I leave Mountain View heavier in gifts and home-cooked food, lighter in spirits and doubts, more cognizant of myself and my sought autonomy, loaded with real snapshots to download to memory.

We cry, we pose, we drive, we confess. We note the weather, the voices outside, the voices that come from a shared inside. We build one cocoon from two.
01/04 Direct Link
It might sound weird, but it's true… when I drive to the west, I find nothing; I waste my time. When I drive to the east, I always find something; something always finds me.

He said it, and it struck me in a way that matched no one else in the room. Buddhism continues to intrigue. I've found truth in it that halts my consciousness, calm in it that makes my disharmony a 1+1=2 equation, a simple deduction of excess, rotted roots.

Now we're decorating in the flicked lines and wrist-swirled curves of asian calligraphy. Bonsai, bamboo, bodhisattva; dharma, nirvana.
01/05 Direct Link
How to create your own space, how to get your walls and doors and baseboards in the right hue and column color.

Let's choose between the living room color options: Palm Pad, Tickled Crow, Botanical, Olive Leaf. Now between the bedroom choices: Pale Gold, Jagged Edge.
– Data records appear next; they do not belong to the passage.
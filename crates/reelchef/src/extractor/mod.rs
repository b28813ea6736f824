//! AI stage: turns a transcript into a structured recipe draft.

pub mod error;
pub mod llm;
pub mod parse;
pub mod prompt;
pub mod providers;

use async_trait::async_trait;

use crate::model::{RecipeDraft, TargetLanguage, VideoMetadata};

pub use error::ExtractError;
pub use llm::LlmRecipeExtractor;
pub use providers::{AnthropicProvider, LlmProvider, OpenAIProvider, ProviderFactory};

#[derive(Debug, Clone, PartialEq)]
pub struct ExtractionOutput {
    pub draft: RecipeDraft,
    /// ISO 639-1 code of the spoken language, `und` when unknown.
    pub detected_language: String,
    /// In `[0, 1]`.
    pub confidence: f64,
}

#[async_trait]
pub trait RecipeExtractor: Send + Sync {
    async fn extract(
        &self,
        transcript: &str,
        metadata: &VideoMetadata,
        target_language: &TargetLanguage,
    ) -> Result<ExtractionOutput, ExtractError>;
}
use std::sync::Arc;

use async_trait::async_trait;

use super::error::ExtractError;
use super::parse::parse_reply;
use super::prompt::{build_system_prompt, build_user_prompt};
use super::providers::LlmProvider;
use super::{ExtractionOutput, RecipeExtractor};
use crate::model::{TargetLanguage, VideoMetadata};

/// Extracts recipes by prompting a chat-completion model.
pub struct LlmRecipeExtractor {
    provider: Arc<dyn LlmProvider>,
}

impl LlmRecipeExtractor {
    pub fn new(provider: Arc<dyn LlmProvider>) -> Self {
        Self { provider }
    }
}

#[async_trait]
impl RecipeExtractor for LlmRecipeExtractor {
    async fn extract(
        &self,
        transcript: &str,
        metadata: &VideoMetadata,
        target_language: &TargetLanguage,
    ) -> Result<ExtractionOutput, ExtractError> {
        let system = build_system_prompt(target_language);
        let user = build_user_prompt(transcript, metadata);

        let reply = self.provider.complete(&system, &user).await?;
        let output = parse_reply(&reply).inspect_err(|e| {
            log::warn!("{} reply rejected: {}", self.provider.provider_name(), e);
        })?;

        log::debug!(
            "Extracted '{}' ({} ingredients, {} steps, confidence {:.2})",
            output.draft.title,
            output.draft.ingredients.len(),
            output.draft.steps.len(),
            output.confidence
        );
        Ok(output)
    }
}
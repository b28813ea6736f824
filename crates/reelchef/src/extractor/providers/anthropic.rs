use std::time::Duration;

use async_trait::async_trait;
use reqwest::Client;
use secrecy::{ExposeSecret, SecretString};
use serde_json::json;

use super::{json_body, request_error, LlmProvider};
use crate::config::AiConfig;
use crate::error::{ConfigError, ReelchefError};
use crate::extractor::error::ExtractError;

const DEFAULT_BASE_URL: &str = "https://api.anthropic.com";
const DEFAULT_MODEL: &str = "claude-3-5-haiku-latest";
const API_VERSION: &str = "2023-06-01";

pub struct AnthropicProvider {
    client: Client,
    api_key: SecretString,
    base_url: String,
    model: String,
    temperature: f32,
    max_tokens: u32,
}

impl AnthropicProvider {
    /// Creates the provider from configuration, falling back to
    /// `ANTHROPIC_API_KEY` when the config holds no key.
    pub fn new(config: &AiConfig) -> Result<Self, ReelchefError> {
        let api_key = match config.api_key.resolve()? {
            Some(key) => key,
            None => std::env::var("ANTHROPIC_API_KEY")
                .map(SecretString::from)
                .map_err(|_| ConfigError::Validation {
                    message: "ANTHROPIC_API_KEY not found in config or environment".to_string(),
                })?,
        };

        Ok(Self {
            client: Client::builder()
                .timeout(Duration::from_secs(config.request_timeout_secs))
                .build()?,
            api_key,
            base_url: config
                .base_url
                .clone()
                .unwrap_or_else(|| DEFAULT_BASE_URL.to_string()),
            model: config
                .model
                .clone()
                .unwrap_or_else(|| DEFAULT_MODEL.to_string()),
            temperature: config.temperature,
            max_tokens: config.max_tokens,
        })
    }

    #[doc(hidden)]
    pub fn with_base_url(api_key: String, base_url: String, model: String) -> Self {
        Self {
            client: Client::new(),
            api_key: SecretString::from(api_key),
            base_url,
            model,
            temperature: 0.2,
            max_tokens: 4000,
        }
    }
}

#[async_trait]
impl LlmProvider for AnthropicProvider {
    fn provider_name(&self) -> &str {
        "anthropic"
    }

    async fn complete(&self, system: &str, user: &str) -> Result<String, ExtractError> {
        let response = self
            .client
            .post(format!("{}/v1/messages", self.base_url.trim_end_matches('/')))
            .header("x-api-key", self.api_key.expose_secret())
            .header("anthropic-version", API_VERSION)
            .json(&json!({
                "model": self.model,
                "max_tokens": self.max_tokens,
                "temperature": self.temperature,
                "system": system,
                "messages": [
                    {"role": "user", "content": user}
                ]
            }))
            .send()
            .await
            .map_err(|e| request_error(self.provider_name(), e))?;

        let body = json_body(self.provider_name(), response).await?;
        log::debug!("anthropic usage: {}", body["usage"]);

        body["content"][0]["text"]
            .as_str()
            .map(str::to_string)
            .ok_or_else(|| {
                ExtractError::Malformed(
                    "Failed to extract content from Anthropic response".to_string(),
                )
            })
    }
}
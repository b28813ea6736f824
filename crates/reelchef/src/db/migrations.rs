//! Database migration system.
//!
//! Tracks applied migrations in a `_migrations` table and applies
//! pending ones in order. Migrations are forward-only.

use rusqlite::Connection;

use super::error::DatabaseError;

/// A single migration definition.
struct Migration {
    version: u32,
    description: &'static str,
    sql: &'static str,
}

/// All migrations in order. Each is applied at most once.
const MIGRATIONS: &[Migration] = &[
    Migration {
        version: 1,
        description: "create_extraction_jobs_table",
        sql: include_str!("sql/001_create_extraction_jobs.sql"),
    },
    Migration {
        version: 2,
        description: "create_recipes_table",
        sql: include_str!("sql/002_create_recipes.sql"),
    },
    Migration {
        version: 3,
        description: "create_video_metadata_cache_table",
        sql: include_str!("sql/003_create_video_metadata_cache.sql"),
    },
    Migration {
        version: 4,
        description: "create_raw_extractions_table",
        sql: include_str!("sql/004_create_raw_extractions.sql"),
    },
    Migration {
        version: 5,
        description: "create_subscriptions_table",
        sql: include_str!("sql/005_create_subscriptions.sql"),
    },
    Migration {
        version: 6,
        description: "add_dedup_constraints",
        sql: include_str!("sql/006_add_dedup_constraints.sql"),
    },
];

/// Runs all pending migrations on the given connection.
pub fn run_all(conn: &Connection) -> Result<(), DatabaseError> {
    conn.execute_batch(
        "CREATE TABLE IF NOT EXISTS _migrations (
            version INTEGER PRIMARY KEY,
            description TEXT NOT NULL,
            applied_at TEXT NOT NULL DEFAULT (datetime('now'))
        );",
    )?;

    let current_version: u32 = conn.query_row(
        "SELECT COALESCE(MAX(version), 0) FROM _migrations",
        [],
        |r| r.get(0),
    )?;

    for migration in MIGRATIONS {
        if migration.version <= current_version {
            continue;
        }

        log::info!(
            "Running migration v{}: {}",
            migration.version,
            migration.description
        );

        conn.execute_batch(migration.sql)
            .map_err(|e| DatabaseError::Migration {
                version: migration.version,
                reason: e.to_string(),
            })?;

        conn.execute(
            "INSERT INTO _migrations (version, description) VALUES (?1, ?2)",
            rusqlite::params![migration.version, migration.description],
        )?;
    }

    Ok(())
}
And the for the kitchen: Snug Cottage, Bisque, Bird Song.

We're painting our house in colored phrases, misleading guiding titles. We wanted a sky blue abode to drive up to, but somehow our house became a smurf temple. So take your time, test your patches, match your rugs, tapestries, throw pillows.

Live in palettes.
01/06 Direct Link
How to create your own space, how to get your walls and doors and baseboards in the right hue and column color.

Let's choose between the living room color options: Palm Pad, Tickled Crow, Botanical, Olive Leaf. Now between the bedroom choices: Pale Gold, Jagged Edge. And the for the kitchen: Snug Cottage, Bisque, Bird Song.

We're painting our house in colored phrases, misleading guiding titles. We wanted a sky blue abode to drive up to, but somehow our house became a smurf temple. So take your time, test your patches, match your rugs, tapestries, throw pillows.

Live in palettes.
01/07 Direct Link
Mom's birthday. Forty-four. I took her out to see Cold Mountain (I took her out, meaning it was my idea and her two free AMC tickets). A drama, love story, and 19th century setting – and I don't have to feel like a chump for liking it.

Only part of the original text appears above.